#### Dataset records:
//! Ministry view: correlation rows, summary stats and CSV handoff.

use std::sync::Arc;

use chrono::{DateTime, Utc};

use voiceup_common::{write_csv, Correlation, CorrelationFilters, ProblemCategory, VoiceUpError};
use voiceup_data::ProblemStore;

/// Aggregates for the ministry header cards.
#[derive(Debug, Clone, PartialEq)]
pub struct CorrelationSummary {
    pub top: Option<Correlation>,
    pub average_score: f64,
    pub total: usize,
}

/// The strongest correlation. Ties keep the earliest row.
pub fn top_correlation(rows: &[Correlation]) -> Option<&Correlation> {
    rows.iter().reduce(|best, row| {
        if row.correlation_score > best.correlation_score {
            row
        } else {
            best
        }
    })
}

pub fn summarize(rows: &[Correlation]) -> CorrelationSummary {
    let average_score = if rows.is_empty() {
        0.0
    } else {
        rows.iter().map(|r| r.correlation_score).sum::<f64>() / rows.len() as f64
    };
    CorrelationSummary {
        top: top_correlation(rows).cloned(),
        average_score,
        total: rows.len(),
    }
}

/// CSV for the export button. No rows exports as an empty string, not an
/// error.
pub fn export_csv(rows: &[Correlation]) -> String {
    write_csv(rows)
}

/// The officials' dashboard state: held filters plus fetch, summarize
/// and export over them.
pub struct MinistryView<S> {
    store: Arc<S>,
    filters: CorrelationFilters,
}

impl<S: ProblemStore> MinistryView<S> {
    pub fn new(store: Arc<S>) -> Self {
        Self {
            store,
            filters: CorrelationFilters::default(),
        }
    }

    pub fn filters(&self) -> &CorrelationFilters {
        &self.filters
    }

    /// Set the city filter. An empty string clears it.
    pub fn set_city(&mut self, city: &str) {
        self.filters.set_city(city);
    }

    /// Set the category filter. An empty list clears it.
    pub fn set_categories(&mut self, categories: Vec<ProblemCategory>) {
        self.filters.set_categories(categories);
    }

    pub fn set_date_range(&mut self, from: Option<DateTime<Utc>>, to: Option<DateTime<Utc>>) {
        self.filters.set_date_range(from, to);
    }

    /// Correlation rows for the current filters.
    pub async fn correlations(&self) -> Result<Vec<Correlation>, VoiceUpError> {
        self.store.fetch_correlations(&self.filters).await
    }

    pub async fn summary(&self) -> Result<CorrelationSummary, VoiceUpError> {
        Ok(summarize(&self.correlations().await?))
    }
}

#[cfg(test)]
mod tests {
    use super::*;

    fn correlation(a: &str, b: &str, score: f64) -> Correlation {
        Correlation {
            category_a: a.to_string(),
            category_b: b.to_string(),
            city: "Pune".to_string(),
            correlation_score: score,
        }
    }

    #[test]
    fn top_correlation_keeps_first_on_ties() {
        let rows = vec![
            correlation("roads", "water", 0.8),
            correlation("safety", "roads", 0.8),
            correlation("water", "sanitation", 0.3),
        ];
        let top = top_correlation(&rows).unwrap();
        assert_eq!(top.category_a, "roads");
    }

    #[test]
    fn top_correlation_of_empty_is_none() {
        assert!(top_correlation(&[]).is_none());
    }

    #[test]
    fn summarize_averages_scores() {
        let rows = vec![
            correlation("roads", "water", 0.2),
            correlation("safety", "roads", 0.6),
        ];
        let summary = summarize(&rows);
        assert_eq!(summary.total, 2);
        assert!((summary.average_score - 0.4).abs() < 1e-9);
        assert_eq!(summary.top.unwrap().correlation_score, 0.6);
    }

    #[test]
    fn summarize_empty_is_zeroed() {
        let summary = summarize(&[]);
        assert_eq!(summary.total, 0);
        assert_eq!(summary.average_score, 0.0);
        assert!(summary.top.is_none());
    }

    #[test]
    fn export_of_no_rows_is_empty() {
        assert_eq!(export_csv(&[]), "");
    }

    #[test]
    fn export_has_header_and_rows() {
        let rows = vec![correlation("roads", "water", 0.75)];
        let csv = export_csv(&rows);
        let mut lines = csv.lines();
        assert_eq!(
            lines.next(),
            Some("category_a,category_b,city,correlation_score")
        );
        assert_eq!(lines.next(), Some("roads,water,Pune,0.75"));
        assert_eq!(lines.next(), None);
    }
}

#### Directions:
Print, from the entries above, the line with "string clears it.", the line with "pub fn set_date_range(&mut" and all lines between them, exactly and with nothing else.

#### Final answer:
    /// Set the city filter. An empty string clears it.
    pub fn set_city(&mut self, city: &str) {
        self.filters.set_city(city);
    }

    /// Set the category filter. An empty list clears it.
    pub fn set_categories(&mut self, categories: Vec<ProblemCategory>) {
        self.filters.set_categories(categories);
    }

    pub fn set_date_range(&mut self, from: Option<DateTime<Utc>>, to: Option<DateTime<Utc>>) {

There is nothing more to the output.